Also over the weekend, I read Barry Lyga's I Hunt Killers. I grew up in a household with lots of Ann Rule-esque true crime and Patricia Cornwall, but it had been a while since I had read anything like this. The premise is that the son of a notorious serial killer uses his insight for good. I like my Agatha Christie, where the murders are never too gory and really can't take shows like CSI because of all those bodies. Lyga inserts an extra bloody element with a hemophiliac best friend. I have not slept well since reading all those descriptions of excised digits, frankly. But I also did some lighter reading.
From Retronaut, one of my favorite sites |
Some of my favorite hours were spent with Melissa Walker's Unbreak My Heart (not yet in WorldCat). It's about a girl spending a summer on a sailing trip with her family, trying to come to grips with a falling out with her life-long best friend. This one will be terrific to suggest for the readers I know who prefer there to be only ONE love interest. And the nautical details are quite fun. And I sat down and wrote about eight pages of plot for my own theoretical YA romance after, so it was quite inspirational.

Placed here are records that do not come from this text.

//! Fan-out Distributor
//!
//! Every consumer owns one bounded queue. `publish` never waits: when a queue is
//! full the oldest event is dropped to make room for the newest one. A consumer
//! whose queue overflows more than `max_consecutive_drops` times without reading,
//! or whose receiver was dropped, is evicted and its registry interest released.

use dashmap::DashMap;
use std::collections::{HashMap, VecDeque};
use std::sync::atomic::{AtomicBool, AtomicU64, AtomicUsize, Ordering};
use std::sync::{Arc, Mutex};
use std::time::Duration;
use tokio::sync::{watch, Notify};
use tracing::{debug, info, warn};

use super::registry::{ConsumerId, SubscriptionRegistry};
use crate::cache::QuoteCache;
use crate::config::FanoutConfig;
use crate::coordination::{Clock, SharedClock, ShutdownToken};
use crate::domain::{Heartbeat, Quote, SessionState, StreamEvent};
use crate::services::Metrics;

struct ConsumerQueue {
    events: Mutex<VecDeque<StreamEvent>>,
    notify: Notify,
    capacity: usize,
    closed: AtomicBool,
    /// Symbols this queue is attached to
    attachments: AtomicUsize,
    /// Overflows since the consumer last read
    consecutive_drops: AtomicU64,
}

impl ConsumerQueue {
    fn new(capacity: usize) -> Self {
        Self {
            events: Mutex::new(VecDeque::with_capacity(capacity)),
            notify: Notify::new(),
            capacity: capacity.max(1),
            closed: AtomicBool::new(false),
            attachments: AtomicUsize::new(0),
            consecutive_drops: AtomicU64::new(0),
        }
    }

    /// Enqueue with drop-oldest. Returns true if an event was dropped.
    fn push(&self, event: StreamEvent) -> bool {
        let dropped = {
            let mut events = self.events.lock().unwrap_or_else(|p| p.into_inner());
            let dropped = if events.len() >= self.capacity {
                events.pop_front();
                true
            } else {
                false
            };
            events.push_back(event);
            dropped
        };
        if dropped {
            self.consecutive_drops.fetch_add(1, Ordering::Relaxed);
        }
        self.notify.notify_one();
        dropped
    }

    fn pop(&self) -> Option<StreamEvent> {
        let event = self
            .events
            .lock()
            .unwrap_or_else(|p| p.into_inner())
            .pop_front();
        if event.is_some() {
            self.consecutive_drops.store(0, Ordering::Relaxed);
        }
        event
    }

    fn is_closed(&self) -> bool {
        self.closed.load(Ordering::SeqCst)
    }

    fn close(&self) {
        self.closed.store(true, Ordering::SeqCst);
        self.notify.notify_one();
    }

    fn attach(&self) {
        self.attachments.fetch_add(1, Ordering::SeqCst);
    }

    fn detach(&self) {
        if self.attachments.fetch_sub(1, Ordering::SeqCst) <= 1 {
            self.close();
        }
    }
}

/// Receiving half of a consumer queue
pub struct ConsumerReceiver {
    queue: Arc<ConsumerQueue>,
}

impl ConsumerReceiver {
    /// Next event in publish order. `None` once the consumer was evicted or
    /// unsubscribed from every symbol and the queue is drained.
    pub async fn recv(&mut self) -> Option<StreamEvent> {
        loop {
            if let Some(event) = self.queue.pop() {
                return Some(event);
            }
            if self.queue.is_closed() {
                return None;
            }
            self.queue.notify.notified().await;
        }
    }

    pub fn try_recv(&mut self) -> Option<StreamEvent> {
        self.queue.pop()
    }

    pub fn is_closed(&self) -> bool {
        self.queue.is_closed()
    }
}

impl Drop for ConsumerReceiver {
    fn drop(&mut self) {
        // Lets the next publish evict the consumer
        self.queue.closed.store(true, Ordering::SeqCst);
    }
}

pub struct FanoutDistributor {
    channels: DashMap<String, HashMap<ConsumerId, Arc<ConsumerQueue>>>,
    registry: Arc<SubscriptionRegistry>,
    capacity: usize,
    max_consecutive_drops: u64,
    next_consumer: AtomicU64,
    clock: SharedClock,
    metrics: Arc<Metrics>,
}
//! The editor window and its event loop handler.

use std::sync::Arc;
use std::time::Duration;

use winit::application::ApplicationHandler;
use winit::dpi::LogicalSize;
use winit::event::{ElementState, KeyEvent, MouseButton, WindowEvent};
use winit::event_loop::{ActiveEventLoop, ControlFlow};
use winit::keyboard::PhysicalKey;
use winit::window::{Window, WindowId};

use super::dialogs;
use super::gpu::{GpuContext, Renderer};
use super::input::{InputRouter, KeyBindings, UiAction};
use super::scene;
use super::{GuiError, drain};
use crate::app::TvatApp;
use crate::constants::HOST_TICK_INTERVAL;
use crate::message::Message;

const INITIAL_WIDTH: f64 = 1024.0;
const INITIAL_HEIGHT: f64 = 768.0;

/// Hosts a [`TvatApp`] in a native window.
pub struct EditorWindow {
    app: TvatApp,
    router: InputRouter,
    window: Option<Arc<Window>>,
    renderer: Option<Renderer>,
    title: String,
    drain_timeout: Duration,
    /// First error that ended the event loop
    failure: Option<GuiError>,
}

impl EditorWindow {
    pub fn new(app: TvatApp, drain_timeout: Duration) -> Self {
        let router = InputRouter::new(
            KeyBindings::default(),
            INITIAL_WIDTH as f32,
            INITIAL_HEIGHT as f32,
        );
        let title = scene::window_title(&app, &router);
        Self {
            app,
            router,
            window: None,
            renderer: None,
            title,
            drain_timeout,
            failure: None,
        }
    }

    pub fn take_failure(&mut self) -> Option<GuiError> {
        self.failure.take()
    }

    fn fail(&mut self, event_loop: &ActiveEventLoop, error: GuiError) {
        log::error!("{}", error);
        if self.failure.is_none() {
            self.failure = Some(error);
        }
        event_loop.exit();
    }

    fn dispatch(&mut self, action: Option<UiAction>) {
        let Some(action) = action else {
            return;
        };
        match action {
            UiAction::Send(message) => self.app.update(message),
            UiAction::PickCsv => {
                if let Some(file) = dialogs::pick_csv() {
                    self.app.update(Message::CsvSelected(file));
                }
            }
            UiAction::PickVideo => {
                if let Some(file) = dialogs::pick_video() {
                    self.app.update(Message::VideoSelected(file));
                }
            }
            UiAction::ShowHelp => dialogs::show_help(self.router.bindings()),
        }
        if let Some(window) = &self.window {
            window.request_redraw();
        }
    }

    fn redraw(&mut self, event_loop: &ActiveEventLoop) {
        let Some(renderer) = self.renderer.as_mut() else {
            return;
        };
        let batch = scene::build(&self.app, &self.router);
        match renderer.render(&batch, scene::BACKGROUND) {
            Ok(()) => {}
            Err(wgpu::SurfaceError::Lost | wgpu::SurfaceError::Outdated) => {
                renderer.reconfigure();
            }
            Err(wgpu::SurfaceError::OutOfMemory) => {
                log::error!("GPU out of memory");
                event_loop.exit();
            }
            Err(e) => log::warn!("Render error: {:?}", e),
        }
    }
}

impl ApplicationHandler for EditorWindow {
    fn resumed(&mut self, event_loop: &ActiveEventLoop) {
        if self.window.is_some() {
            return;
        }

        let attributes = Window::default_attributes()
            .with_title(self.title.as_str())
            .with_inner_size(LogicalSize::new(INITIAL_WIDTH, INITIAL_HEIGHT));
        let window = match event_loop.create_window(attributes) {
            Ok(window) => Arc::new(window),
            Err(e) => return self.fail(event_loop, e.into()),
        };
        let gpu = match pollster::block_on(GpuContext::new(window.clone())) {
            Ok(gpu) => gpu,
            Err(e) => return self.fail(event_loop, e.into()),
        };

        let size = window.inner_size();
        let moved = self.router.resize(size.width as f32, size.height as f32);
        self.renderer = Some(Renderer::new(gpu));
        self.window = Some(window);
        self.dispatch(Some(moved));
        log::info!("Editor window open ({}x{})", size.width, size.height);
    }

    fn window_event(
        &mut self,
        event_loop: &ActiveEventLoop,
        _window_id: WindowId,
        event: WindowEvent,
    ) {
        match event {
            WindowEvent::CloseRequested => event_loop.exit(),
            WindowEvent::Resized(size) => {
                if let Some(renderer) = self.renderer.as_mut() {
                    renderer.resize(size.width, size.height);
                }
                let moved = self.router.resize(size.width as f32, size.height as f32);
                self.dispatch(Some(moved));
            }
            WindowEvent::CursorMoved { position, .. } => {
                let action =
                    self.router
                        .cursor_moved(position.x as f32, position.y as f32, &self.app);
                self.dispatch(action);
            }
            WindowEvent::MouseInput {
                state,
                button: MouseButton::Left,
                ..
            } => {
                let action = match state {
                    ElementState::Pressed => self.router.mouse_pressed(&self.app),
                    ElementState::Released => self.router.mouse_released(&self.app),
                };
                self.dispatch(action);
            }
            WindowEvent::KeyboardInput {
                event:
                    KeyEvent {
                        physical_key: PhysicalKey::Code(code),
                        state: ElementState::Pressed,
                        text,
                        ..
                    },
                ..
            } => {
                let action = self.router.key_pressed(code, text.as_deref(), &self.app);
                self.dispatch(action);
            }
            WindowEvent::RedrawRequested => self.redraw(event_loop),
            _ => {}
        }
    }

    fn about_to_wait(&mut self, event_loop: &ActiveEventLoop) {
        let changed = self.app.tick();
        if let Some(window) = &self.window {
            let title = scene::window_title(&self.app, &self.router);
            if title != self.title {
                window.set_title(&title);
                self.title = title;
            }
            if changed || self.app.is_playing() {
                window.request_redraw();
            }
        }
        event_loop.set_control_flow(ControlFlow::wait_duration(HOST_TICK_INTERVAL));
    }

    fn exiting(&mut self, _event_loop: &ActiveEventLoop) {
        drain(&mut self.app, self.drain_timeout);
        self.app.dispose();
        // Surface goes before the window it was created from
        self.renderer = None;
        self.window = None;
        log::info!("Editor window closed");
    }
}
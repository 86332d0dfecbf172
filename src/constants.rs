//! Global constants for the TVAT application

use std::time::Duration;

/// Default playback frame rate used to map seconds to frame indices.
pub const DEFAULT_FRAME_RATE: f64 = 30.0;

/// Default backend base URL.
pub const DEFAULT_BACKEND_URL: &str = "http://127.0.0.1:5000";

/// Default timeout for a single backend request, in seconds.
pub const DEFAULT_REQUEST_TIMEOUT_SECS: u64 = 30;

/// File name used when saving the updated CSV.
pub const DOWNLOAD_FILE_NAME: &str = "updated_data.csv";

/// MIME type a CSV upload must report.
pub const CSV_MIME_TYPE: &str = "text/csv";

/// Prefix every accepted video MIME type starts with.
pub const VIDEO_MIME_PREFIX: &str = "video/";

/// Interval between editor ticks in the window event loop (~60 Hz).
pub const HOST_TICK_INTERVAL: Duration = Duration::from_millis(16);

/// Backend endpoint paths.
pub mod endpoints {
    /// Multipart CSV upload.
    pub const UPLOAD_CSV: &str = "/upload-csv";
    /// Multipart form field carrying the CSV file.
    pub const UPLOAD_CSV_FIELD: &str = "csvFile";
    /// Identifier rename for a frame.
    pub const UPDATE_ID: &str = "/update-id";
    /// Bounding box coordinate update.
    pub const UPDATE_BOUNDING_BOX: &str = "/update-bounding-box";
    /// Updated CSV artifact.
    pub const DOWNLOAD_UPDATED_CSV: &str = "/download-updated-csv";
    /// Header carrying the backend session id, when one was issued.
    pub const SESSION_HEADER: &str = "X-Session-Id";
}

/// User-facing alert texts.
pub mod alerts {
    pub const INVALID_CSV: &str = "Please upload a valid CSV file.";
    pub const CSV_UPLOAD_FAILED: &str = "Error uploading CSV file.";
    pub const INVALID_VIDEO: &str = "Please upload a valid video file.";
    pub const CSV_REQUIRED: &str = "Please upload a CSV file before editing.";
    pub const DOWNLOAD_FAILED: &str = "Error downloading the updated CSV file.";
    pub const BOUNDING_BOX_FAILED: &str = "Error saving the bounding box.";
}
//! Client side of the annotation storage backend.
//!
//! The backend owns the uploaded CSV and applies edits to it. This module
//! defines the wire payloads, the [`AnnotationBackend`] trait with its HTTP
//! implementation, and the executors that run requests off the event loop.

mod executor;
mod http;

use serde::{Deserialize, Serialize};
use thiserror::Error;

use crate::model::FileHandle;

pub use executor::{InlineExecutor, RequestExecutor, RequestWorker};
pub use http::HttpBackend;

/// Errors from backend calls.
#[derive(Error, Debug)]
pub enum BackendError {
    /// The request never produced a response (connection, DNS, timeout, ...)
    #[error("HTTP request failed: {0}")]
    Transport(String),

    /// The backend answered with a non-2xx status
    #[error("Backend error ({status}): {body}")]
    Status {
        /// HTTP status code
        status: u16,
        /// Raw response body for debugging
        body: String,
    },

    /// Reading the file to upload failed
    #[error("IO error: {0}")]
    Io(#[from] std::io::Error),

    /// The response body did not match the expected shape
    #[error("Invalid response body: {0}")]
    Decode(#[from] serde_json::Error),
}

impl From<reqwest::Error> for BackendError {
    fn from(err: reqwest::Error) -> Self {
        BackendError::Transport(err.to_string())
    }
}

/// Opaque session identifier issued by the backend on upload.
#[derive(Debug, Clone, PartialEq, Eq, Hash, Serialize, Deserialize)]
#[serde(transparent)]
pub struct SessionId(pub String);

impl SessionId {
    pub fn as_str(&self) -> &str {
        &self.0
    }
}

impl std::fmt::Display for SessionId {
    fn fmt(&self, f: &mut std::fmt::Formatter<'_>) -> std::fmt::Result {
        f.write_str(&self.0)
    }
}

/// Body of the `upload-csv` response.
#[derive(Debug, Clone, PartialEq, Eq, Deserialize)]
pub struct UploadReceipt {
    /// Whether the backend accepted the file
    pub success: bool,
    /// Session to reference in later calls, if the backend issues one
    #[serde(default)]
    pub session_id: Option<SessionId>,
}

/// Body of the `update-id` request.
#[derive(Debug, Clone, PartialEq, Eq, Serialize, Deserialize)]
#[serde(rename_all = "camelCase")]
pub struct IdentifierUpdate {
    pub current_frame: u64,
    pub current_id: String,
    pub new_id: String,
}

/// Body of the `update-bounding-box` request. Corners are min-first.
#[derive(Debug, Clone, PartialEq, Serialize, Deserialize)]
pub struct BoundingBoxUpdate {
    pub frame_id: u64,
    pub track_id: u64,
    pub class_id: u64,
    pub x1: f32,
    pub y1: f32,
    pub x2: f32,
    pub y2: f32,
}

/// Operations offered by the annotation storage backend.
pub trait AnnotationBackend {
    /// Upload a CSV of tracked objects.
    fn upload_csv(&self, file: &FileHandle) -> Result<UploadReceipt, BackendError>;

    /// Rename an object identifier on a frame.
    fn update_id(
        &self,
        session: Option<&SessionId>,
        update: &IdentifierUpdate,
    ) -> Result<(), BackendError>;

    /// Replace the coordinates of a tracked object's box on a frame.
    fn update_bounding_box(
        &self,
        session: Option<&SessionId>,
        update: &BoundingBoxUpdate,
    ) -> Result<(), BackendError>;

    /// Fetch the CSV with all edits applied.
    fn download_updated_csv(&self, session: Option<&SessionId>) -> Result<Vec<u8>, BackendError>;
}

/// A backend call queued by the editor.
#[derive(Debug, Clone, PartialEq)]
pub enum BackendRequest {
    UploadCsv {
        file: FileHandle,
    },
    UpdateId {
        session: Option<SessionId>,
        update: IdentifierUpdate,
    },
    UpdateBoundingBox {
        session: Option<SessionId>,
        update: BoundingBoxUpdate,
    },
    DownloadUpdatedCsv {
        session: Option<SessionId>,
    },
}

impl BackendRequest {
    /// Short name for logging.
    pub fn name(&self) -> &'static str {
        match self {
            BackendRequest::UploadCsv { .. } => "upload-csv",
            BackendRequest::UpdateId { .. } => "update-id",
            BackendRequest::UpdateBoundingBox { .. } => "update-bounding-box",
            BackendRequest::DownloadUpdatedCsv { .. } => "download-updated-csv",
        }
    }
}

/// Outcome of a [`BackendRequest`], delivered back to the editor.
#[derive(Debug)]
pub enum BackendResponse {
    CsvUploaded {
        file: FileHandle,
        result: Result<UploadReceipt, BackendError>,
    },
    IdUpdated(Result<(), BackendError>),
    BoundingBoxUpdated(Result<(), BackendError>),
    CsvDownloaded(Result<Vec<u8>, BackendError>),
}

/// Run one request against a backend.
pub fn execute<B: AnnotationBackend + ?Sized>(
    backend: &B,
    request: BackendRequest,
) -> BackendResponse {
    log::debug!("Executing backend request: {}", request.name());
    match request {
        BackendRequest::UploadCsv { file } => {
            let result = backend.upload_csv(&file);
            BackendResponse::CsvUploaded { file, result }
        }
        BackendRequest::UpdateId { session, update } => {
            BackendResponse::IdUpdated(backend.update_id(session.as_ref(), &update))
        }
        BackendRequest::UpdateBoundingBox { session, update } => BackendResponse::BoundingBoxUpdated(
            backend.update_bounding_box(session.as_ref(), &update),
        ),
        BackendRequest::DownloadUpdatedCsv { session } => {
            BackendResponse::CsvDownloaded(backend.download_updated_csv(session.as_ref()))
        }
    }
}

The other thing I finished wasn't YA, but I do think Sophie Kinsella has some cross-over appeal. I've been a fan since she was publishing as Madeline Wickham, having found her (and Mary Sheepshanks and Sarah Woodhouse) through Rosamunde Pilcher's Bookshelf. I've Got Your Number (coming on Valentine's Day!) is a very contemporary romance-by-phone, and plays with preconceptions about academics, which are quite incisive.